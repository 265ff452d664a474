//! Regular octagon geometry.
//!
//! One known measure (side, apothem or area) fixes the whole octagon. The
//! calculator reports the requested measure plus the full set.

mod core;

pub use self::core::RegularOctagon;

use thiserror::Error;
use twine_core::Model;

use crate::support::{
    constraint::StrictlyPositive,
    format::NumberFormat,
    input::{self, InputError},
    recipe::{Reading, Recipe},
};

use self::core::AREA_FACTOR;

/// Regular octagon calculator.
#[derive(Debug, Clone, Copy)]
pub struct Octagon {
    pub format: NumberFormat,
}

impl Default for Octagon {
    fn default() -> Self {
        Self {
            format: NumberFormat::PRECISE,
        }
    }
}

/// Which measure to compute.
#[derive(Debug, Clone, Copy, PartialEq, Eq, Hash)]
pub enum OctagonMode {
    AreaFromSide,
    AreaFromApothem,
    Perimeter,
    SideFromArea,
    Apothem,
    Diagonal,
}

impl OctagonMode {
    /// Name of the single input this mode reads.
    #[must_use]
    pub fn input_name(self) -> &'static str {
        match self {
            Self::AreaFromSide | Self::Perimeter | Self::Apothem | Self::Diagonal => "side",
            Self::AreaFromApothem => "apothem",
            Self::SideFromArea => "area",
        }
    }
}

#[derive(Debug, Clone, PartialEq, Eq)]
pub struct OctagonForm {
    pub mode: OctagonMode,
    pub value: String,
}

#[derive(Debug, Clone, PartialEq)]
pub struct OctagonOutput {
    pub octagon: RegularOctagon,
    /// The requested measure, in "units" or "square units".
    pub result: Reading,
    pub steps: Recipe,
}

#[derive(Debug, Clone, PartialEq, Error)]
pub enum OctagonError {
    #[error(transparent)]
    Input(#[from] InputError),
}

impl Model for Octagon {
    type Input = OctagonForm;
    type Output = OctagonOutput;
    type Error = OctagonError;

    fn call(&self, input: &Self::Input) -> Result<Self::Output, Self::Error> {
        let fmt = &self.format;
        let name = input.mode.input_name();
        let value = input::require(name, input::number(name, &input.value)?)?;
        let value = input::constrain::<StrictlyPositive, _>(name, value)?;
        let given = fmt.format(*value.as_ref());

        let mut steps = Recipe::new();
        let (octagon, result, unit) = match input.mode {
            OctagonMode::AreaFromSide => {
                let oct = RegularOctagon::from_side(value);
                steps.push("A = 2(1 + √2)s²");
                steps.push(format!("A = {} × {given}²", fmt.format(AREA_FACTOR)));
                (oct, oct.area(), "square units")
            }
            OctagonMode::AreaFromApothem => {
                let oct = RegularOctagon::from_apothem(value);
                steps.push("s = 2a / (1 + √2)");
                steps.push(format!("s = 2 × {given} / {}", fmt.format(1.0 + std::f64::consts::SQRT_2)));
                steps.push(format!("s = {}", fmt.format(oct.side())));
                steps.push("A = 2(1 + √2)s²");
                (oct, oct.area(), "square units")
            }
            OctagonMode::Perimeter => {
                let oct = RegularOctagon::from_side(value);
                steps.push("P = 8s");
                steps.push(format!("P = 8 × {given}"));
                (oct, oct.perimeter(), "units")
            }
            OctagonMode::SideFromArea => {
                let oct = RegularOctagon::from_area(value);
                steps.push("s = √(A / 2(1 + √2))");
                steps.push(format!("s = √({given} / {})", fmt.format(AREA_FACTOR)));
                (oct, oct.side(), "units")
            }
            OctagonMode::Apothem => {
                let oct = RegularOctagon::from_side(value);
                steps.push("a = s(1 + √2) / 2");
                steps.push(format!("a = {given} × {} / 2", fmt.format(1.0 + std::f64::consts::SQRT_2)));
                (oct, oct.apothem(), "units")
            }
            OctagonMode::Diagonal => {
                let oct = RegularOctagon::from_side(value);
                steps.push("d = s(1 + √2)");
                steps.push(format!("d = {given} × {}", fmt.format(1.0 + std::f64::consts::SQRT_2)));
                (oct, oct.long_diagonal(), "units")
            }
        };

        let result = Reading::new(result, unit, fmt);
        steps.push(format!("= {result}"));
        tracing::debug!(mode = ?input.mode, value = result.value, "octagon solved");

        Ok(OctagonOutput {
            octagon,
            result,
            steps,
        })
    }
}

#[cfg(test)]
mod tests {
    use super::*;

    use approx::assert_relative_eq;

    use crate::support::constraint::ConstraintError;

    fn form(mode: OctagonMode, value: &str) -> OctagonForm {
        OctagonForm {
            mode,
            value: value.into(),
        }
    }

    #[test]
    fn area_from_side() {
        let out = Octagon::default().call(&form(OctagonMode::AreaFromSide, "2")).unwrap();
        assert_relative_eq!(out.result.value, 19.313_708_498_984_76, epsilon = 1e-9);
        assert_eq!(out.result.text, "19.313708");
        assert_eq!(out.result.unit, "square units");
        assert_relative_eq!(out.octagon.perimeter(), 16.0);
    }

    #[test]
    fn side_from_area_inverts() {
        let calc = Octagon::default();
        let area = calc.call(&form(OctagonMode::AreaFromSide, "3.5")).unwrap();
        let side = calc
            .call(&form(OctagonMode::SideFromArea, &area.result.value.to_string()))
            .unwrap();
        assert_relative_eq!(side.result.value, 3.5, max_relative = 1e-12);
    }

    #[test]
    fn apothem_and_diagonal() {
        let calc = Octagon::default();
        let a = calc.call(&form(OctagonMode::Apothem, "2")).unwrap();
        let d = calc.call(&form(OctagonMode::Diagonal, "2")).unwrap();
        assert_relative_eq!(2.0 * a.result.value, d.result.value, epsilon = 1e-12);

        let from_apothem = calc.call(&form(OctagonMode::AreaFromApothem, &a.result.value.to_string())).unwrap();
        assert_relative_eq!(from_apothem.octagon.side(), 2.0, max_relative = 1e-12);
    }

    #[test]
    fn rejects_non_positive() {
        assert_eq!(
            Octagon::default().call(&form(OctagonMode::Perimeter, "-1")),
            Err(OctagonError::Input(InputError::Constraint {
                field: "side",
                source: ConstraintError::Negative,
            }))
        );
        assert_eq!(
            Octagon::default().call(&form(OctagonMode::SideFromArea, "")),
            Err(OctagonError::Input(InputError::Missing { field: "area" }))
        );
    }
}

┄┄┄┄┄┄┄┄┄┄┄┄┄┄┄┄┄┄┄┄

■ Problem to solve
Search the material above for "OctagonOutput". Copy each line that has it.

■ Response area
pub struct OctagonOutput {
    type Output = OctagonOutput;
        Ok(OctagonOutput {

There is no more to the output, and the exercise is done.